SNA (Tokyo) — The following stories were reported recently by the Shingetsu News Agency.

Rolling Coverage: Press Freedom

—Chief Cabinet Secretary Yoshihide Suga is incensed by aggressive questions from Tokyo Shinbun reporter Isoko Mochizuki and has requested the Kantei press club to crack down on her ability to ask questions at press conferences.

—A different Japanese government would be annoyed by Mochizuki, but their response would be to shrug and understand that it goes along with being a democracy. The Abe regime is truly pernicious. They really do want everyone to bow to their power, and don’t believe in democracy.

—On DHC Television, Kent Gilbert argues that it was criticism from himself and others that it was “anti-Japan” which changed the editorial line of the Japan Times. The rightwing continues to take victory laps over the issue.

—Petition launched calling for reporters like Tokyo Shinbun’s Isoko Mochizuki to continue to be able to ask questions at Cabinet Office press conferences. Abe government’s hostility to criticism now intruding on basic press rights.

—Japan Federation of Newspaper Workers’ Unions issues statement condemning the Prime Minister’s Office for its attempt to silence Tokyo Shinbun reporter Isoko Mochizuki. They call for fairly conducted press conferences.

—Journalist Kosuke Tsuneoka ordered to surrender his passport by the Abe government for the crime of attempting to travel to Yemen to report on the civil war. The Abe regime becoming increasingly heavy-handed toward journalists who annoy or inconvenience them.

—Japan Communist Party leader Kazuo Shii speaks out on the Isoko Mochizuki case: “Restricting questions from reporters at the Prime Minister’s Residence tramples upon freedom of the press and freedom of expression, and must never be permitted.”


—The fiasco of the Japan Investment Corporation ought to have led to the resignation of METI Minister Hiroshige Seko for his sheer incompetence. Of course, Seko is protected because his “core competence” has always been his political loyalty to Shinzo Abe.

—Labor Ministry admits that it has known that its wage labor data has been faulty since 2006, but failed to take corrective action.

—Remember that great success of Abenomics, that real worker wages were rising throughout 2018? Oops, sorry, it was a lie. Labor Minister Takumi Nemoto admits in the Diet that the government data was flawed and worker wages were actually declining, not rising.

—Seiko Hashimoto is reportedly also mulling a run as Hokkaido governor, creating the prospect that there will be two ruling party candidates in the race and presumably helping the chances of the yet-to-be-identified opposition candidate.

—Tomohiro Ishikawa speaks publicly of his wish to become the united progressive candidate for Hokkaido governor. There are still many skeptics who worry his past guilty verdict will play against him, but he’s trying to make his political comeback.

—Seiko Hashimoto pulls back from running for Hokkaido governor, meaning that the conservatives will likely avoid a split. Naomichi Suzuki seems to have a clear path to run as the conservative standard-bearer.
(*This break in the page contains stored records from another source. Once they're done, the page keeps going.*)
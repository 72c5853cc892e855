//! Prompt templates.
//!
//! Every template is a pure string transform. Empty optional values render as
//! the literal "None" so the model never sees a dangling label.

pub mod combined_report;
pub mod report;
pub mod suggestion;
pub mod tool_suggestion;

pub use combined_report::{render_combined_report_prompt, COMBINED_REPORT_PROMPT_NAME};
pub use report::{render_report_prompt, REPORT_PROMPT_NAME};
pub use suggestion::{render_suggestion_prompt, SUGGESTION_PROMPT_NAME};
pub use tool_suggestion::{render_tool_suggestion_prompt, TOOL_SUGGESTION_PROMPT_NAME};

const NONE: &str = "None";

/// Comma-join a list, or "None" when it is empty.
pub(crate) fn join_or_none(values: &[String]) -> String {
    if values.is_empty() {
        NONE.to_string()
    } else {
        values.join(", ")
    }
}

/// The value itself, or "None" when it is blank.
pub(crate) fn or_none(value: &str) -> &str {
    if value.trim().is_empty() {
        NONE
    } else {
        value
    }
}

#[cfg(test)]
mod tests {
    use super::*;

    #[test]
    fn test_join_or_none() {
        assert_eq!(join_or_none(&[]), "None");
        assert_eq!(
            join_or_none(&["cost".to_string(), "security".to_string()]),
            "cost, security"
        );
    }

    #[test]
    fn test_or_none() {
        assert_eq!(or_none(""), "None");
        assert_eq!(or_none("  "), "None");
        assert_eq!(or_none("SOC 2"), "SOC 2");
    }
}
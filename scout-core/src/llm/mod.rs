//! LLM provider abstraction.
//!
//! Handlers only see the [`LlmProvider`] trait. The concrete provider is built
//! once at startup from an [`LlmConfig`] and shared read-only between requests.

mod config;
mod fake;
mod gemini;

pub use config::{ConfigError, LlmConfig, ProviderKind, DEFAULT_BASE_URL, DEFAULT_MODEL};
pub use fake::FakeProvider;
pub use gemini::GeminiProvider;

use async_trait::async_trait;
use std::fmt;
use std::sync::Arc;
use thiserror::Error;

/// Error type for LLM operations.
#[derive(Debug, Error)]
pub enum LlmError {
    #[error("API request failed: {0}")]
    RequestFailed(String),

    #[error("API returned error: {status} - {message}")]
    ApiError { status: u16, message: String },

    #[error("Failed to parse response: {0}")]
    ParseError(String),

    #[error("Rate limited, retry after {retry_after_secs:?} seconds")]
    RateLimited { retry_after_secs: Option<u64> },

    #[error("Provider not configured: {0}")]
    NotConfigured(String),
}

/// Trait for LLM providers.
///
/// Implementations must be thread-safe. No retries are attempted; a failed
/// call is reported to the caller as-is.
#[async_trait]
pub trait LlmProvider: Send + Sync + fmt::Debug {
    /// Send a prompt to the LLM and get the completion text.
    async fn complete(&self, prompt: &str) -> Result<String, LlmError>;

    /// Get the provider name (e.g., "gemini", "fake").
    fn provider_name(&self) -> &'static str;

    /// Get the model name (e.g., "gemini-1.5-pro-002").
    fn model_name(&self) -> &str;
}

/// Build the provider described by `config`.
pub fn create_provider(config: &LlmConfig) -> Result<Arc<dyn LlmProvider>, LlmError> {
    match config.provider {
        ProviderKind::Fake => Ok(Arc::new(FakeProvider::with_research_responses())),
        ProviderKind::Gemini => {
            if config.api_key.is_empty() {
                return Err(LlmError::NotConfigured("GEMINI_API_KEY not set".to_string()));
            }
            Ok(Arc::new(GeminiProvider::new(
                config.api_key.clone(),
                config.model.clone(),
                config.base_url.clone(),
            )))
        }
    }
}

#[cfg(test)]
mod tests {
    use super::*;

    #[test]
    fn test_create_fake_provider() {
        let config = LlmConfig {
            provider: ProviderKind::Fake,
            api_key: String::new(),
            model: DEFAULT_MODEL.to_string(),
            base_url: DEFAULT_BASE_URL.to_string(),
        };
        let provider = create_provider(&config).unwrap();
        assert_eq!(provider.provider_name(), "fake");
    }

    #[test]
    fn test_create_gemini_provider() {
        let config = LlmConfig {
            provider: ProviderKind::Gemini,
            api_key: "key".to_string(),
            model: "gemini-2.0-flash".to_string(),
            base_url: DEFAULT_BASE_URL.to_string(),
        };
        let provider = create_provider(&config).unwrap();
        assert_eq!(provider.provider_name(), "gemini");
        assert_eq!(provider.model_name(), "gemini-2.0-flash");
    }

    #[test]
    fn test_gemini_without_key_not_configured() {
        let config = LlmConfig {
            provider: ProviderKind::Gemini,
            api_key: String::new(),
            model: DEFAULT_MODEL.to_string(),
            base_url: DEFAULT_BASE_URL.to_string(),
        };
        let err = create_provider(&config).unwrap_err();
        assert!(matches!(err, LlmError::NotConfigured(_)));
    }
}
—Tomohiro Ishikawa looks increasingly likely to become the united progressive candidate for Hokkaido Governor. Despite concerns about backing a candidate who was convicted of a crime (even if it was likely bogus), there seems to be no other major option available.

—Tomohiro Ishikawa declares his candidacy for the post of Governor of Hokkaido as the united candidate of the progressive parties. He will face outgoing Yubari Mayor Naomichi Suzuki, who will represent the conservative forces. This is a major local political race.

—Liberal Party’s Taro Yamamoto makes comments in the Diet suggesting that, not surprisingly, he supports the progressive policy agenda of the Constitutional Democratic Party of Japan, much more than the centrist agenda of the Democratic Party For the People… which he is apparently about to join.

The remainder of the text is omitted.